In order to sustain its triple-A rating, Washington should have agreed on a credible long-term fiscal adjustment (read: a $4 trillion, one-stage deal). In the absence of a credible, long-term fiscal adjustment and adequate containment of health care costs, the postwar trust in in the U.S. political leadership and America’s economic prospects has now been shaken, perhaps irreversibly.

Deep Gap between Washington and America

If there is a single common denominator to this long-winding debate, it is the gradual and steady shift away from the pressing issues of U.S. secular stagnation and unemployment to the issues of deficit cutting and austerity.
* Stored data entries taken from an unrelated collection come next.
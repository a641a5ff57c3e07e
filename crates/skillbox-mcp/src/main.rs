//! Skillbox MCP Server
//!
//! This binary discovers skills, uploads them into a sandbox, and serves the
//! skillbox tools over stdio.

use std::path::PathBuf;
use std::time::Duration;

use clap::Parser;
use rmcp::ServiceExt;
use skillbox::{ResourceLimits, SandboxConfig};
use skillbox_mcp::{ServerConfig, SkillboxServer};
use tracing_subscriber::{EnvFilter, fmt, layer::SubscriberExt, util::SubscriberInitExt};

/// Serve skills and a sandboxed shell over MCP (stdio).
#[derive(Debug, Parser)]
#[command(name = "skillbox-mcp", version, about)]
struct Args {
    /// Directory of skill bundles, one subdirectory per skill.
    #[arg(long, env = "SKILLBOX_SKILLS_DIR")]
    skills_dir: Option<PathBuf>,

    /// Real directory backing the sandbox (default: in memory).
    #[arg(long, env = "SKILLBOX_ROOT")]
    root: Option<PathBuf>,

    /// Directory under the root that becomes the sandbox's `/`.
    #[arg(long, env = "SKILLBOX_PREFIX", default_value = "/")]
    prefix: String,

    /// Working directory for commands.
    #[arg(long, default_value = "/")]
    working_dir: String,

    /// Default command timeout in milliseconds.
    #[arg(long, env = "SKILLBOX_TIMEOUT_MS", default_value_t = 30_000)]
    timeout_ms: u64,

    /// Maximum bytes kept for each of stdout and stderr.
    #[arg(long, default_value_t = 1024 * 1024)]
    max_output_bytes: u64,
}

impl Args {
    fn config(self) -> ServerConfig {
        ServerConfig {
            sandbox: SandboxConfig {
                root: self.root,
                prefix: self.prefix,
                working_dir: self.working_dir,
                limits: ResourceLimits {
                    max_output_bytes: self.max_output_bytes,
                    timeout: Duration::from_millis(self.timeout_ms),
                },
            },
            skills_dir: self.skills_dir,
        }
    }
}

#[tokio::main]
async fn main() -> anyhow::Result<()> {
    // Initialize tracing - output to stderr so it doesn't interfere with MCP stdio
    tracing_subscriber::registry()
        .with(fmt::layer().with_writer(std::io::stderr))
        .with(EnvFilter::from_default_env().add_directive(tracing::Level::INFO.into()))
        .init();

    let config = Args::parse().config();
    tracing::info!(skills_dir = ?config.skills_dir, "Starting Skillbox MCP server");

    let server = SkillboxServer::start(&config).await?;

    let service = server
        .serve(rmcp::transport::stdio())
        .await
        .inspect_err(|e| {
            tracing::error!("Failed to start MCP service: {}", e);
        })?;

    tracing::info!("Skillbox MCP server running");

    service.waiting().await?;

    tracing::info!("Skillbox MCP server shutting down");

    Ok(())
}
In the foreseeable future, this shift will deepen the already deep economic polarization in America.

Today, income inequality in the United States is already about the same or higher as in Iran, Venezuela and Nicaragua – and some 30-40 percent higher than in Europe in average, as measured by the Gini coefficient.

Politically, the debate has only contributed to the polarization between and among the two dominant parties. There is a deepening gap between traditional Republicans and the ultra-conservatives of the Tea Party group and other fringe elements. There is also a deepening gap between middle-of-the-road Democrats and center-to-left liberal Democrats.
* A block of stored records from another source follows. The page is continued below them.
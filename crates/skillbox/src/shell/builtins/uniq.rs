//! uniq builtin - report or omit repeated lines

use std::io::{self, Write};

use async_trait::async_trait;

use super::{Builtin, CommandContext, lines};

pub(super) struct UniqCommand;

#[async_trait]
impl Builtin for UniqCommand {
    async fn run(&self, ctx: &mut CommandContext<'_>, args: &[String]) -> io::Result<i32> {
        let mut count = false;
        let mut repeated_only = false;
        let mut unique_only = false;
        let mut ignore_case = false;
        let mut files = Vec::new();

        for arg in args {
            if arg.starts_with('-') && arg.len() > 1 {
                for c in arg[1..].chars() {
                    match c {
                        'c' => count = true,
                        'd' => repeated_only = true,
                        'u' => unique_only = true,
                        'i' => ignore_case = true,
                        _ => return ctx.usage(format!("unknown option: -{c}")),
                    }
                }
            } else {
                files.push(arg.clone());
            }
        }
        if files.len() > 1 {
            return ctx.usage("extra operand; only one input file is supported");
        }

        let (inputs, ok) = ctx.inputs(&files).await?;
        let Some((_, data)) = inputs.into_iter().next() else {
            return Ok(1);
        };

        let same = |a: &str, b: &str| {
            if ignore_case {
                a.eq_ignore_ascii_case(b)
            } else {
                a == b
            }
        };

        let mut groups: Vec<(String, usize)> = Vec::new();
        for line in lines(&data) {
            match groups.last_mut() {
                Some((prev, n)) if same(prev, &line) => *n += 1,
                _ => groups.push((line, 1)),
            }
        }

        for (line, n) in groups {
            if (repeated_only && n < 2) || (unique_only && n > 1) {
                continue;
            }
            if count {
                writeln!(ctx.stdout, "{n:7} {line}")?;
            } else {
                writeln!(ctx.stdout, "{line}")?;
            }
        }

        Ok(if ok { 0 } else { 1 })
    }
}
America’s 2011 deficit debate has been less about solutions to economic realities than about positioning to the impending 2012 election.

Washington’s shift from the issues of secular stagnation and unemployment to deficit-cutting and austerity does not reflect the views and preferences of ordinary Americans. Only 7% of Americans believe that budget deficit/national debt is the most important problem facing America today, according to the recent CBS News/New York Times poll. In contrast, some 53% of Americans believe that economy/jobs are the nation’s priority today.

In fact, a whopping 79% of Americans are dissatisfied with the direction of the nation, according to Pew Research. It is only seldom in the U.S. history that the gap between Washington and the Main Street has been as deep. Concurrently, the revised GDP figures indicate that the U.S. economy is barely breathing, growing only 1.3% in the second quarter (and barely 0.4% in the first quarter).

Washington’s deficit deal is a compromise of compromises. Politically, it does not reflect a bipartisan consensus but deepening polarization that will make such consensus even more elusive in the foreseeable future. Economically, it will do nothing to resolve the pressing issues of secular stagnation and unemployment in America; over time, it is likely to prolong both.